Trató al conservadurismo en las costumbres como sinónimo de atraso.
Impuso una agenda identitaria sin escuchar.
Trataron al evangélico como masa manipulada.
Olvidaron que allí hay personas.
Hay historia.
Hay milagros reales que no caben en una hoja de cálculo.
Cuando la fe se mezcla con el poder
Lo que vemos hoy es una fe usada como herramienta de influencia política, cultural y electoral.
Y eso ya sería grave por sí solo.
Pero lo peor es que muchas veces se usa sin resistencia.
Como si fuera algo natural.
Fe y poder no siempre caminan de la mano con la justicia.
Y es ahí donde debe sonar la alarma.
El Evangelio sigue siendo buena noticia
Apocalipsis en los Trópicos no es perfecto.
Pero es necesario.
Porque apocalipsis, al final, significa eso: revelación.
Y la pregunta que queda es:
¿Seguiremos huyendo del espejo…
o tendremos el coraje de mirarnos y reconstruir?
El Evangelio no necesita un trono
No quiero un Evangelio que blinde.
Quiero un Evangelio que se gaste por la gente.
No quiero púlpitos que elijan autoridades.
Quiero púlpitos que laven los pies.
No quiero una fe de hashtag.
Quiero una fe que visite al huérfano, ore con el enfermo, sostenga la vida desde la base.

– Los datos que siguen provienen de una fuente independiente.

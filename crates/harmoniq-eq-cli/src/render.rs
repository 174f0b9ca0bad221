use harmoniq_eq::Filter;

/// Filters an interleaved buffer in place, one filter per channel.
///
/// Sample `i` belongs to channel `i % filters.len()`. A trailing partial
/// frame is filtered like any other sample of its channel.
pub fn filter_interleaved(samples: &mut [f64], filters: &mut [Filter]) {
    let channels = filters.len();
    if channels == 0 {
        return;
    }
    for frame in samples.chunks_mut(channels) {
        for (sample, filter) in frame.iter_mut().zip(filters.iter_mut()) {
            *sample = filter.apply(*sample);
        }
    }
}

Sin trueques. Sin vitrinas. Sin canjes.
Sigo creyendo. Pero no por conveniencia.
Sigo creyendo.
Pero no por autoprotección con versículos fuera de contexto.

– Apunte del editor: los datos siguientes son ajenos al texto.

//! Configuration management for the Aikido MCP server
//!
//! Credentials come from the process environment, optionally seeded from a
//! `.env` file. Missing credentials are not an error here; they surface on the
//! first API call so the server can still start and list its tools.

use std::fmt;
use std::path::{Path, PathBuf};
use std::str::FromStr;

use log::debug;

use crate::error::{ConfigError, Result};

/// Environment variable holding the OAuth client id
pub const CLIENT_ID_ENV: &str = "AIKIDO_CLIENT_ID";

/// Environment variable holding the OAuth client secret
pub const CLIENT_SECRET_ENV: &str = "AIKIDO_CLIENT_SECRET";

/// Environment variable selecting the region (`eu`, `us`, `me`)
pub const REGION_ENV: &str = "AIKIDO_REGION";

/// Environment variable overriding the regional API base URL
pub const BASE_URL_ENV: &str = "AIKIDO_API_BASE_URL";

/// Aikido deployment region
#[derive(Debug, Clone, Copy, Default, PartialEq, Eq)]
pub enum Region {
    /// European Union (app.aikido.dev)
    #[default]
    Eu,
    /// United States
    Us,
    /// Middle East
    Me,
}

impl Region {
    /// Base URL of the public API for this region
    pub fn base_url(&self) -> &'static str {
        match self {
            Region::Eu => "https://app.aikido.dev/api",
            Region::Us => "https://app.us.aikido.dev/api",
            Region::Me => "https://app.me.aikido.dev/api",
        }
    }

    /// Parse an optional region setting. Unset or blank means the default.
    pub fn from_setting(value: Option<&str>) -> std::result::Result<Self, ConfigError> {
        match value {
            Some(v) if !v.trim().is_empty() => v.parse(),
            _ => Ok(Region::default()),
        }
    }
}

impl FromStr for Region {
    type Err = ConfigError;

    fn from_str(s: &str) -> std::result::Result<Self, Self::Err> {
        match s.trim().to_ascii_lowercase().as_str() {
            "eu" => Ok(Region::Eu),
            "us" => Ok(Region::Us),
            "me" => Ok(Region::Me),
            other => Err(ConfigError::InvalidRegion(other.to_string())),
        }
    }
}

impl fmt::Display for Region {
    fn fmt(&self, f: &mut fmt::Formatter<'_>) -> fmt::Result {
        let name = match self {
            Region::Eu => "eu",
            Region::Us => "us",
            Region::Me => "me",
        };
        f.write_str(name)
    }
}

/// OAuth client credentials
#[derive(Clone, PartialEq, Eq)]
pub struct Credentials {
    pub client_id: String,
    pub client_secret: String,
}

impl Credentials {
    /// Build credentials from raw values, treating missing or blank values as absent.
    pub fn from_values(client_id: Option<String>, client_secret: Option<String>) -> Option<Self> {
        let client_id = client_id.filter(|v| !v.trim().is_empty())?;
        let client_secret = client_secret.filter(|v| !v.trim().is_empty())?;
        Some(Self {
            client_id,
            client_secret,
        })
    }

    /// Read credentials from the process environment.
    pub fn from_env() -> Option<Self> {
        Self::from_values(
            std::env::var(CLIENT_ID_ENV).ok(),
            std::env::var(CLIENT_SECRET_ENV).ok(),
        )
    }
}

// Keep the secret out of debug logs.
impl fmt::Debug for Credentials {
    fn fmt(&self, f: &mut fmt::Formatter<'_>) -> fmt::Result {
        f.debug_struct("Credentials")
            .field("client_id", &self.client_id)
            .field("client_secret", &"***")
            .finish()
    }
}

/// Resolved server configuration
#[derive(Debug, Clone)]
pub struct Config {
    /// API base URL without trailing slash (e.g. `https://app.aikido.dev/api`)
    pub base_url: String,

    /// OAuth credentials, if configured
    pub credentials: Option<Credentials>,
}

impl Config {
    /// Create a configuration for a region, with an optional base URL override.
    pub fn new(
        region: Region,
        base_url: Option<String>,
        credentials: Option<Credentials>,
    ) -> Self {
        let base_url = base_url
            .filter(|u| !u.trim().is_empty())
            .unwrap_or_else(|| region.base_url().to_string());

        Self {
            base_url: base_url.trim_end_matches('/').to_string(),
            credentials,
        }
    }

    /// Build the configuration from the environment.
    ///
    /// Command-line values win; otherwise `AIKIDO_REGION` and
    /// `AIKIDO_API_BASE_URL` are read, which may have come from a `.env` file.
    pub fn from_env(region: Option<Region>, base_url: Option<String>) -> Result<Self> {
        let region = match region {
            Some(region) => region,
            None => Region::from_setting(std::env::var(REGION_ENV).ok().as_deref())?,
        };
        let base_url = base_url.or_else(|| std::env::var(BASE_URL_ENV).ok());

        let config = Self::new(region, base_url, Credentials::from_env());
        debug!("Using Aikido API at {} (region {})", config.base_url, region);
        Ok(config)
    }

    /// Validate that credentials are present
    pub fn require_credentials(&self) -> Result<&Credentials> {
        self.credentials
            .as_ref()
            .ok_or_else(|| ConfigError::MissingCredentials.into())
    }
}

/// Load a `.env` file into the process environment.
///
/// An explicit path must exist. Without one, `.env` in the working directory is
/// loaded when present. Variables already set in the environment are kept.
pub fn load_env_file(path: Option<&Path>) -> Result<Option<PathBuf>> {
    match path {
        Some(path) => {
            dotenvy::from_path(path).map_err(ConfigError::from)?;
            Ok(Some(path.to_path_buf()))
        }
        None => match dotenvy::dotenv() {
            Ok(path) => Ok(Some(path)),
            Err(err) if err.not_found() => Ok(None),
            Err(err) => Err(ConfigError::from(err).into()),
        },
    }
}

Creo porque, si no creyera,
sería solo uno más en el juego.
Y no entré en la política para repetir la lógica del trono.
Sigo con Jesús. No el domesticado. El crucificado.
La fe ciudadana: entre la cruz y la reconstrucción
Creo en la fe que sirve.
En la fe que escucha.
En la fe que clama por arrepentimiento.
En la fe que acoge.
En la fe que tiene menos manos con piedras… y más manos extendidas para abrazar.
La fe ciudadana se expresa en quienes ocupan cargos públicos, sí —
pero también en quienes sirven en una ONG, en un operativo comunitario, en una movilización barrial.
Es cuando el Evangelio cruza la plaza, entra en la escuela, incide en la política —
no para imponerse, sino para promover justicia.
Y si todo lo que queda es la cruz…
Entonces que me encuentre del lado de quien cuida.
De quien perdona.
De quien insiste en el bien.
De quien sirve sin reflectores.
De quien ama hasta el final.
Porque el Evangelio sigue siendo buena noticia en el mundo.
Incluso después del Apocalipsis en los Trópicos.